There are many theories about the health benefits of proper hydration for the body. It is claimed that drinking enough liquids can make the skin look younger and more radiant, prevent cancer, and even protect against COVID-19.
While the scientific evidence for all of these effects remains mixed, one thing is clear: The human body does not like to be low on water.
The recommendation to drink eight glasses of water a day isn’t supported by any rigorous science. Researchers believe it stems from a 75-year-old report that has been repeated so often it has simply become the norm.

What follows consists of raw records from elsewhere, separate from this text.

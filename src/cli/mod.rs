//! # Command Line Interface
//!
//! Operator commands around a deploy: `begin` starts a rotation, `prepare` runs before
//! each deploy and emits the manifest overrides, `complete` runs after a successful
//! deploy, and `status` shows where the rotation stands.

pub mod config;
pub mod output;

use std::path::PathBuf;
use std::sync::Arc;

use anyhow::Context;
use clap::{Parser, Subcommand};
use tokio_util::sync::CancellationToken;
use tracing::{debug, info, warn};

use crate::credhub::HttpCredentialStore;
use crate::observability::init_logging;
use crate::rotation::{RotationOrchestrator, RotationPhase};
use output::OutputFormat;

#[derive(Parser)]
#[command(name = "certrotate")]
#[command(about = "Progressive CA rotation for Credhub-backed deployments")]
#[command(version = env!("CARGO_PKG_VERSION"))]
pub struct Cli {
    #[command(subcommand)]
    pub command: Commands,

    /// Credential prefix of the deployment (overrides CERTROTATE_PREFIX)
    #[arg(long, global = true)]
    pub prefix: Option<String>,

    /// Credhub base URL (overrides CERTROTATE_CREDHUB_URL / CREDHUB_SERVER)
    #[arg(long, global = true)]
    pub credhub_url: Option<String>,

    /// Request timeout in seconds
    #[arg(long, global = true)]
    pub timeout: Option<u64>,

    /// Enable verbose logging
    #[arg(short, long, global = true)]
    pub verbose: bool,
}

#[derive(Subcommand)]
pub enum Commands {
    /// Apply the current rotation step and emit overrides for the next deploy
    Prepare {
        /// Write the overrides to this file instead of stdout
        #[arg(short, long)]
        output: Option<PathBuf>,

        /// Output format
        #[arg(long, value_enum, default_value_t = OutputFormat::Yaml)]
        format: OutputFormat,
    },

    /// Record a successful deploy and advance the rotation
    Complete,

    /// Show the current rotation step
    Status,

    /// Start a certificate rotation
    Begin {
        /// Restart even if a rotation is already in progress
        #[arg(long)]
        force: bool,
    },
}

impl Cli {
    fn overrides(&self) -> config::Overrides {
        config::Overrides {
            prefix: self.prefix.clone(),
            credhub_url: self.credhub_url.clone(),
            timeout: self.timeout,
        }
    }
}

/// Run CLI commands
pub async fn run_cli() -> anyhow::Result<()> {
    let cli = Cli::parse();

    init_logging(cli.verbose);
    debug!(app_name = crate::APP_NAME, version = crate::VERSION, "Starting");

    let settings = config::resolve_config(&cli.overrides())?;
    let store = HttpCredentialStore::new(&settings.credhub)
        .context("Failed to create Credhub client")?;
    let orchestrator = RotationOrchestrator::from_config(Arc::new(store), &settings);

    let cancel = CancellationToken::new();
    let watcher = tokio::spawn(cancel_on_interrupt(cancel.clone()));

    let result = run_command(cli.command, &orchestrator, &cancel).await;
    watcher.abort();
    result
}

async fn cancel_on_interrupt(cancel: CancellationToken) {
    match tokio::signal::ctrl_c().await {
        Ok(()) => {
            warn!("Interrupt received, cancelling");
            cancel.cancel();
        }
        Err(e) => warn!(error = %e, "Failed to listen for interrupt signal"),
    }
}

async fn run_command(
    command: Commands,
    orchestrator: &RotationOrchestrator,
    cancel: &CancellationToken,
) -> anyhow::Result<()> {
    match command {
        Commands::Prepare { output, format } => {
            let overrides = orchestrator
                .prepare_for_new_deploy(cancel)
                .await
                .context("Failed to prepare for deploy")?;
            info!(overrides = overrides.len(), "Prepared certificate overrides");
            output::write_overrides(&overrides, format, output.as_deref())?;
        }

        Commands::Complete => {
            let again = orchestrator
                .post_successful_deploy(cancel)
                .await
                .context("Failed to record successful deploy")?;
            if again {
                println!("Another deploy is required to continue certificate rotation");
            } else {
                println!("No further deploy required");
            }
        }

        Commands::Status => {
            let phase = orchestrator
                .current_phase()
                .await
                .context("Failed to read rotation phase")?;
            print_status(orchestrator.prefix(), phase);
        }

        Commands::Begin { force } => {
            orchestrator
                .begin_rotation(force)
                .await
                .context("Failed to begin rotation")?;
            println!("Certificate rotation started for {}", orchestrator.prefix());
            println!("Run `certrotate prepare` before the next deploy");
        }
    }

    Ok(())
}

fn print_status(prefix: &str, phase: RotationPhase) {
    println!("Prefix: {}", prefix);
    match phase.step() {
        Some(step) => println!("Phase:  {} (step {} of 3)", phase, step),
        None => println!("Phase:  {}", phase),
    }
}
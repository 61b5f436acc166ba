//! Override map output for the `prepare` command.

use anyhow::{Context, Result};
use clap::ValueEnum;
use std::path::Path;

use crate::rotation::OverrideMap;

/// Serialization used for the override map.
#[derive(Debug, Clone, Copy, PartialEq, Eq, Default, ValueEnum)]
pub enum OutputFormat {
    /// A vars file usable with `--vars-file`
    #[default]
    Yaml,
    Json,
}

/// Render `overrides` in `format`.
pub fn render_overrides(overrides: &OverrideMap, format: OutputFormat) -> Result<String> {
    match format {
        OutputFormat::Yaml => {
            serde_yaml::to_string(overrides).context("Failed to serialize overrides to YAML")
        }
        OutputFormat::Json => {
            serde_json::to_string_pretty(overrides).context("Failed to serialize overrides to JSON")
        }
    }
}

/// Write `overrides` to `path`, or to stdout when no path is given.
pub fn write_overrides(
    overrides: &OverrideMap,
    format: OutputFormat,
    path: Option<&Path>,
) -> Result<()> {
    let rendered = render_overrides(overrides, format)?;

    match path {
        Some(path) => std::fs::write(path, rendered)
            .with_context(|| format!("Failed to write overrides to {}", path.display())),
        None => {
            println!("{}", rendered);
            Ok(())
        }
    }
}
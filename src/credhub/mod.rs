//! Credential store access.
//!
//! The rotation orchestrator depends only on the [`CredentialStore`] trait. Two
//! implementations ship with the crate:
//!
//! - [`HttpCredentialStore`]: Credhub over HTTPS with OAuth2 client-credentials auth
//! - [`InMemoryCredentialStore`]: an in-process store with the same version semantics,
//!   used by tests and for rehearsing a rotation
//!
//! # Example
//!
//! ```rust,ignore
//! use certrotate::config::RotationConfig;
//! use certrotate::credhub::{CredentialStore, HttpCredentialStore};
//!
//! let config = RotationConfig::from_env()?;
//! let store = HttpCredentialStore::new(&config.credhub)?;
//! for name in store.list_credentials(&config.prefix).await? {
//!     println!("{}", name);
//! }
//! ```

pub mod client;
pub mod http;
pub mod memory;
pub mod secret;
pub mod types;

pub use client::CredentialStore;
pub use http::HttpCredentialStore;
pub use memory::{InMemoryCredentialStore, OperationKind, StoreOperation};
pub use secret::SecretString;
pub use types::{CertificateValue, CredentialValue, CredentialVersion};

Back in 1945, a study in the U.S. concluded that an adult human should consume 1 milliliter of fluid for every calorie eaten. If you consume a diet of about 2,000 calories, that comes out to 8 and a half cups of water a day.
The U.S. National Academies of Sciences, Engineering, and Medicine has calculated that men need 3.7 liters and women need 2.7 liters of fluid a day. That number is calculating water, other beverages, and the liquid you'll get from fruits and vegetables in a balanced diet.
“If we’re not hydrated, then our body is in a state of stress,” says Melissa Majumdar, M.S., R.D., dietitian at Emory University Hospital and a spokesperson for the Academy of Nutrition and Dietetics. “And we do know that states of stress can lead to chronic disease.”
When you’re severely dehydrated, your body will release the stress hormone cortisol, and that can have a negative effect on weight, blood sugar, and cardiovascular health. AS we experience a year of great stress due to the pandemic, there’s never been a better time to drink more water.
Water aids in digestion, clearing bacteria out of your body, protecting your organs and tissues, regulating body temperature, and maintaining electrolytes. But consuming too much water can flush out too many necessary electrolytes.
Some factors in how much water you need are weight, exercise, underlying health issues and pregnancy.